Write a function that takes a floating point number (a double variable) x and the desired number k of terms. The function should generate a linked list storing the continued fraction expansion of x with a maximum of k terms and returns the pointer heading that list. The function may have a prototype of the following form:

```   node *cfracApprox ( double x , int k ) ;
```

If the continued fraction expansion terminates after i terms for some i<k, then your output list should contain only i terms.
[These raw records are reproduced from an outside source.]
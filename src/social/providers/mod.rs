pub mod facebook;
pub mod instagram;
pub mod mock;

use anyhow::Result;
use async_trait::async_trait;
use std::collections::HashMap;
use std::sync::Arc;
use tokio::sync::RwLock;

use super::channel::SocialChannel;
use super::types::ChannelResult;
use crate::config::ConfigSource;

/// Error code for a post attempted on a channel with no adapter.
pub const UNSUPPORTED: &str = "UNSUPPORTED";

/// Error code for missing provider credentials.
pub const AUTH: &str = "AUTH";

/// Publishes posts to one social channel.
///
/// `post` never fails: missing credentials, provider errors and the like
/// all come back as a failed [`ChannelResult`].
#[async_trait]
pub trait Provider: Send + Sync {
    fn channel(&self) -> SocialChannel;
    async fn post(&self, text: Option<&str>, media_urls: &[String]) -> ChannelResult;
}

/// The result for a channel whose credentials are not configured.
pub fn missing_credentials(channel: SocialChannel) -> ChannelResult {
    ChannelResult::failed(
        channel,
        AUTH,
        format!("Missing {} credentials", channel.display_name()),
    )
}

/// Fold the outcome of a publish step into a [`ChannelResult`].
/// `Ok` carries the provider-assigned post id.
pub fn settle(channel: SocialChannel, outcome: Result<String>) -> ChannelResult {
    match outcome {
        Ok(external_id) => ChannelResult::success(channel, external_id),
        Err(e) => {
            let mut message = format!("{e:#}");
            if message.trim().is_empty() {
                message = format!("Unknown {} error", channel.display_name());
            }
            ChannelResult::failed(channel, channel.error_code(), message)
        }
    }
}

/// Adapters keyed by channel. RwLock allows runtime registration + parallel reads.
pub struct ProviderRegistry {
    providers: RwLock<HashMap<SocialChannel, Arc<dyn Provider>>>,
}

impl Default for ProviderRegistry {
    fn default() -> Self {
        Self::new()
    }
}

impl ProviderRegistry {
    pub fn new() -> Self {
        Self {
            providers: RwLock::new(HashMap::new()),
        }
    }

    pub fn from_providers(providers: Vec<Arc<dyn Provider>>) -> Self {
        let map = providers.into_iter().map(|p| (p.channel(), p)).collect();
        Self {
            providers: RwLock::new(map),
        }
    }

    /// The Facebook and Instagram adapters, reading credentials from `config`.
    pub fn with_builtin(config: Arc<dyn ConfigSource>) -> Self {
        Self::from_providers(vec![
            Arc::new(facebook::FacebookProvider::new(Arc::clone(&config))),
            Arc::new(instagram::InstagramProvider::new(config)),
        ])
    }

    /// Register an adapter, replacing any existing one for the same channel.
    pub async fn register(&self, provider: Arc<dyn Provider>) {
        let channel = provider.channel();
        self.providers.write().await.insert(channel, provider);
    }

    pub async fn unregister(&self, channel: SocialChannel) {
        self.providers.write().await.remove(&channel);
    }

    pub async fn get(&self, channel: SocialChannel) -> Option<Arc<dyn Provider>> {
        self.providers.read().await.get(&channel).cloned()
    }

    pub async fn channels(&self) -> Vec<SocialChannel> {
        let mut channels: Vec<_> = self.providers.read().await.keys().copied().collect();
        channels.sort();
        channels
    }

    /// Post through the adapter registered for `channel`.
    pub async fn post(
        &self,
        channel: SocialChannel,
        text: Option<&str>,
        media_urls: &[String],
    ) -> ChannelResult {
        // Clone the Arc out so the lock is not held across the provider call.
        match self.get(channel).await {
            Some(provider) => provider.post(text, media_urls).await,
            None => ChannelResult::failed(
                channel,
                UNSUPPORTED,
                format!("no provider registered for {channel}"),
            ),
        }
    }
}
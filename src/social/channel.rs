//! Supported social channels and channel-list resolution.

use serde::{Deserialize, Serialize};
use std::fmt;
use std::str::FromStr;

/// A third-party destination a post can be published to.
#[derive(Debug, Clone, Copy, PartialEq, Eq, Hash, PartialOrd, Ord, Serialize, Deserialize)]
#[serde(rename_all = "SCREAMING_SNAKE_CASE")]
pub enum SocialChannel {
    Facebook,
    Instagram,
}

impl SocialChannel {
    pub const ALL: [SocialChannel; 2] = [SocialChannel::Facebook, SocialChannel::Instagram];

    /// Canonical upper-case name, as used on the wire.
    pub fn as_str(&self) -> &'static str {
        match self {
            SocialChannel::Facebook => "FACEBOOK",
            SocialChannel::Instagram => "INSTAGRAM",
        }
    }

    /// Human-readable provider name, used in error messages.
    pub fn display_name(&self) -> &'static str {
        match self {
            SocialChannel::Facebook => "Facebook",
            SocialChannel::Instagram => "Instagram",
        }
    }

    /// Error code for unexpected provider failures, e.g. `ERR_FACEBOOK`.
    pub fn error_code(&self) -> String {
        format!("ERR_{}", self.as_str())
    }
}

impl fmt::Display for SocialChannel {
    fn fmt(&self, f: &mut fmt::Formatter<'_>) -> fmt::Result {
        f.write_str(self.as_str())
    }
}

#[derive(Debug, Clone, PartialEq, Eq, thiserror::Error)]
#[error("unknown social channel: {0}")]
pub struct UnknownChannel(pub String);

impl FromStr for SocialChannel {
    type Err = UnknownChannel;

    /// Case-insensitive; surrounding whitespace is ignored.
    fn from_str(s: &str) -> Result<Self, Self::Err> {
        let normalized = s.trim().to_ascii_uppercase();
        SocialChannel::ALL
            .into_iter()
            .find(|c| c.as_str() == normalized)
            .ok_or_else(|| UnknownChannel(s.to_string()))
    }
}

/// Resolve the channels a request targets.
///
/// A present, non-empty `requested` list wins over `defaults`, even when
/// none of its entries are valid: `["TWITTER"]` resolves to nothing rather
/// than falling back. Unknown names are dropped with a warning, duplicates
/// collapse, and first-seen order is kept.
pub fn resolve_channels(requested: Option<&[String]>, defaults: &[String]) -> Vec<SocialChannel> {
    let source = match requested {
        Some(list) if !list.is_empty() => list,
        _ => defaults,
    };

    let mut channels = Vec::with_capacity(source.len());
    for name in source {
        match name.parse::<SocialChannel>() {
            Ok(channel) if !channels.contains(&channel) => channels.push(channel),
            Ok(_) => {}
            Err(_) => tracing::warn!(channel = %name, "dropping unknown social channel"),
        }
    }
    channels
}
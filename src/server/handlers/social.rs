//! `/api/social` handlers: request validation at the boundary, then the
//! orchestrator.

use axum::Json;
use axum::extract::rejection::JsonRejection;
use axum::extract::{Query, State};
use axum::http::StatusCode;
use reqwest::Url;
use serde::Deserialize;

use crate::server::error::HttpError;
use crate::server::state::AppState;
use crate::social::{PostRequest, PostResponse, SocialChannel};

/// Every problem with `request`, in field order. Empty means valid.
pub fn validate(request: &PostRequest) -> Vec<String> {
    let mut problems = Vec::new();

    for url in request.media() {
        if Url::parse(url).is_err() {
            problems.push(format!("Invalid url: {url}"));
        }
    }

    for channel in request.channels.as_deref().unwrap_or(&[]) {
        if channel.parse::<SocialChannel>().is_err() {
            problems.push(format!("Invalid channel: {channel}"));
        }
    }

    if request.idempotency_key.as_deref().is_some_and(str::is_empty) {
        problems.push("idempotencyKey must not be empty".to_string());
    }

    if !request.has_content() {
        problems.push("Either text or mediaUrls is required".to_string());
    }

    problems
}

pub async fn create_post(
    State(state): State<AppState>,
    body: Result<Json<PostRequest>, JsonRejection>,
) -> Result<Json<PostResponse>, HttpError> {
    let Json(request) = body.map_err(|e| match e.status() {
        StatusCode::PAYLOAD_TOO_LARGE => HttpError::PayloadTooLarge,
        _ => HttpError::Validation(vec![e.body_text()]),
    })?;

    let problems = validate(&request);
    if !problems.is_empty() {
        tracing::debug!(?problems, "rejecting invalid post");
        return Err(HttpError::Validation(problems));
    }

    Ok(Json(state.orchestrator.submit(request).await?))
}

#[derive(Debug, Deserialize)]
pub struct StatusQuery {
    #[serde(rename = "idempotencyKey")]
    pub idempotency_key: Option<String>,
}

pub async fn post_status(
    State(state): State<AppState>,
    Query(query): Query<StatusQuery>,
) -> Result<Json<PostResponse>, HttpError> {
    let key = query
        .idempotency_key
        .filter(|k| !k.is_empty())
        .ok_or_else(|| HttpError::BadRequest("idempotencyKey is required".to_string()))?;

    state
        .orchestrator
        .get_status(&key)
        .await?
        .map(Json)
        .ok_or(HttpError::NotFound)
}
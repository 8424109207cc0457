//! HTTP error type and its JSON rendering.

use axum::http::StatusCode;
use axum::response::{IntoResponse, Response};
use serde::Serialize;
use thiserror::Error;

use crate::llm::LlmError;

#[derive(Debug, Error)]
pub enum HttpError {
    /// Bad request (missing or malformed input).
    #[error("{0}")]
    BadRequest(String),

    /// Request body failed validation; every problem is listed.
    #[error("Validation error")]
    Validation(Vec<String>),

    #[error("Unauthorized")]
    Unauthorized,

    #[error("Not found")]
    NotFound,

    #[error("Payload too large")]
    PayloadTooLarge,

    /// An upstream dependency (the LLM) could not serve the request.
    #[error("{0}")]
    ServiceUnavailable(String),

    #[error("{0}")]
    Internal(String),
}

/// JSON error response body.
#[derive(Serialize)]
struct ErrorBody {
    error: String,
    #[serde(skip_serializing_if = "Option::is_none")]
    details: Option<Vec<String>>,
}

impl HttpError {
    pub fn status(&self) -> StatusCode {
        match self {
            HttpError::BadRequest(_) | HttpError::Validation(_) => StatusCode::BAD_REQUEST,
            HttpError::Unauthorized => StatusCode::UNAUTHORIZED,
            HttpError::NotFound => StatusCode::NOT_FOUND,
            HttpError::PayloadTooLarge => StatusCode::PAYLOAD_TOO_LARGE,
            HttpError::ServiceUnavailable(_) => StatusCode::SERVICE_UNAVAILABLE,
            HttpError::Internal(_) => StatusCode::INTERNAL_SERVER_ERROR,
        }
    }
}

impl IntoResponse for HttpError {
    fn into_response(self) -> Response {
        let status = self.status();
        if status.is_server_error() {
            tracing::error!(status = status.as_u16(), error = %self, "request failed");
        }

        let error = self.to_string();
        let details = match self {
            HttpError::Validation(details) => Some(details),
            _ => None,
        };

        (status, axum::Json(ErrorBody { error, details })).into_response()
    }
}

impl From<anyhow::Error> for HttpError {
    fn from(err: anyhow::Error) -> Self {
        HttpError::Internal(format!("{err:#}"))
    }
}

impl From<LlmError> for HttpError {
    fn from(err: LlmError) -> Self {
        HttpError::ServiceUnavailable(err.to_string())
    }
}
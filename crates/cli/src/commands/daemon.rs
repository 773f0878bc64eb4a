//! `hubmatch daemon`: Line-delimited resolution over stdin/stdout.
//!
//! One JSON payload per input line, one JSON line per payload. A line that
//! cannot be processed yields `{"error": "..."}` and the loop carries on.

use std::path::PathBuf;

use hubmatch_resolver::ResolutionOrchestrator;
use tokio::io::{AsyncBufReadExt, AsyncWriteExt, BufReader};
use tracing::{info, warn};

use super::resolve::{build_orchestrator, process};
use crate::payload::Payload;

pub async fn run(aliases: Option<PathBuf>) -> Result<(), Box<dyn std::error::Error>> {
    let orchestrator = build_orchestrator(aliases.as_deref())?;
    info!(
        config_version = orchestrator.store().version(),
        "Daemon ready, reading payloads from stdin"
    );

    let mut lines = BufReader::new(tokio::io::stdin()).lines();
    let mut stdout = tokio::io::stdout();
    let mut handled: u64 = 0;

    while let Some(line) = lines.next_line().await? {
        let line = line.trim();
        if line.is_empty() {
            continue;
        }

        let response = respond(&orchestrator, line);
        stdout.write_all(response.as_bytes()).await?;
        stdout.write_all(b"\n").await?;
        stdout.flush().await?;
        handled += 1;
    }

    info!(handled, "stdin closed, daemon exiting");
    Ok(())
}

/// Answer one input line.
fn respond(orchestrator: &ResolutionOrchestrator, line: &str) -> String {
    let answer = Payload::parse(line)
        .map_err(|e| e.to_string())
        .and_then(|payload| process(orchestrator, payload).map_err(|e| e.to_string()))
        .and_then(|output| serde_json::to_string(&output).map_err(|e| e.to_string()));

    match answer {
        Ok(json) => json,
        Err(message) => {
            warn!(error = %message, "Payload rejected");
            serde_json::json!({ "error": message }).to_string()
        }
    }
}

#[cfg(test)]
mod tests {
    use std::sync::Arc;

    use hubmatch_resolver::AliasConfigStore;
    use serde_json::Value;

    use super::*;

    fn orchestrator() -> ResolutionOrchestrator {
        ResolutionOrchestrator::new(Arc::new(AliasConfigStore::default()))
    }

    #[test]
    fn malformed_line_yields_error_object() {
        let reply: Value = serde_json::from_str(&respond(&orchestrator(), "{not json")).unwrap();
        assert!(reply["error"].as_str().unwrap().contains("invalid JSON"));
    }

    #[test]
    fn missing_field_yields_error_object() {
        let reply: Value =
            serde_json::from_str(&respond(&orchestrator(), r#"{"devices": []}"#)).unwrap();
        assert_eq!(reply["error"], "missing 'entities' field");
    }

    #[test]
    fn valid_line_yields_report() {
        let line = r#"{"devices": [{"device_name": "Desk Lamp"}],
            "entities": [{"entity_id": "light.desk", "friendly_name": "Desk Lamp"}]}"#
            .replace('\n', " ");
        let reply: Value = serde_json::from_str(&respond(&orchestrator(), &line)).unwrap();
        assert_eq!(reply["results"][0]["outcome"], "matched");
        assert_eq!(reply["commands"][0]["entity_id"], "light.desk");
    }
}
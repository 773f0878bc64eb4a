//! Alias tables: per-category synonym lists keyed by canonical token.

use std::collections::BTreeMap;

use serde::{Deserialize, Serialize};

use crate::category::Category;

/// Canonical token → synonyms, for one category.
pub type AliasMap = BTreeMap<String, Vec<String>>;

/// Synonym configuration for all four levels.
///
/// This is the raw, editable form. Overlap checks need the normalizer's
/// folding rules, so they happen when the table is compiled into an index
/// by the resolver.
#[derive(Debug, Clone, Default, PartialEq, Serialize, Deserialize)]
pub struct AliasTable {
    #[serde(default, alias = "floors", skip_serializing_if = "BTreeMap::is_empty")]
    pub floor: AliasMap,

    #[serde(default, alias = "rooms", skip_serializing_if = "BTreeMap::is_empty")]
    pub room: AliasMap,

    #[serde(default, alias = "device_types", skip_serializing_if = "BTreeMap::is_empty")]
    pub device_type: AliasMap,

    #[serde(default, alias = "device_names", skip_serializing_if = "BTreeMap::is_empty")]
    pub device_name: AliasMap,
}

impl AliasTable {
    pub fn new() -> Self {
        Self::default()
    }

    /// Parse the JSON alias document.
    pub fn from_json(json: &str) -> Result<Self, crate::Error> {
        Ok(serde_json::from_str(json)?)
    }

    pub fn get(&self, category: Category) -> &AliasMap {
        match category {
            Category::Floor => &self.floor,
            Category::Room => &self.room,
            Category::DeviceType => &self.device_type,
            Category::DeviceName => &self.device_name,
        }
    }

    pub fn get_mut(&mut self, category: Category) -> &mut AliasMap {
        match category {
            Category::Floor => &mut self.floor,
            Category::Room => &mut self.room,
            Category::DeviceType => &mut self.device_type,
            Category::DeviceName => &mut self.device_name,
        }
    }

    /// Add synonyms under a canonical token, creating the entry if needed.
    pub fn insert<I, S>(&mut self, category: Category, canonical: impl Into<String>, synonyms: I)
    where
        I: IntoIterator<Item = S>,
        S: Into<String>,
    {
        let entry = self.get_mut(category).entry(canonical.into()).or_default();
        for synonym in synonyms {
            let synonym = synonym.into();
            if !entry.contains(&synonym) {
                entry.push(synonym);
            }
        }
    }

    /// Builder-style variant of [`AliasTable::insert`].
    pub fn with<I, S>(mut self, category: Category, canonical: impl Into<String>, synonyms: I) -> Self
    where
        I: IntoIterator<Item = S>,
        S: Into<String>,
    {
        self.insert(category, canonical, synonyms);
        self
    }

    /// Fold another table into this one; synonyms are appended per canonical.
    pub fn merge(&mut self, mut other: AliasTable) {
        for category in Category::ALL {
            for (canonical, synonyms) in std::mem::take(other.get_mut(category)) {
                self.insert(category, canonical, synonyms);
            }
        }
    }

    /// Total synonym count across categories.
    pub fn synonym_count(&self) -> usize {
        Category::ALL
            .into_iter()
            .map(|c| self.get(c).values().map(Vec::len).sum::<usize>())
            .sum()
    }

    pub fn is_empty(&self) -> bool {
        Category::ALL.into_iter().all(|c| self.get(c).is_empty())
    }
}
Otherwise, truncate the continued fraction expansion after k terms are generated and return the list of these k terms.

Write another function that accepts as its sole argument a list holding a (finite) continued fraction expansion and prints that continued fraction in the short-hand notation described here. The prototype of this function may be as follows:

```   void printCFrac ( node *head ) ;
```

Write a third function that generates the first, second, ..., k-th convergents from the linked list computed above. Print each such convergent both as a rational fraction and as a floating point number. Generating the i-th convergent <x0,x1,...,xi-1> would require using the values xi-1,...,x1,x0 in that order, i.e., in the reverse order as they are stored in the list. I leave it to your ingenuity to chalk out a strategy to handle elements in this revesre order. Using recursion might help you. Alternatively, you may think about reversing the list itself.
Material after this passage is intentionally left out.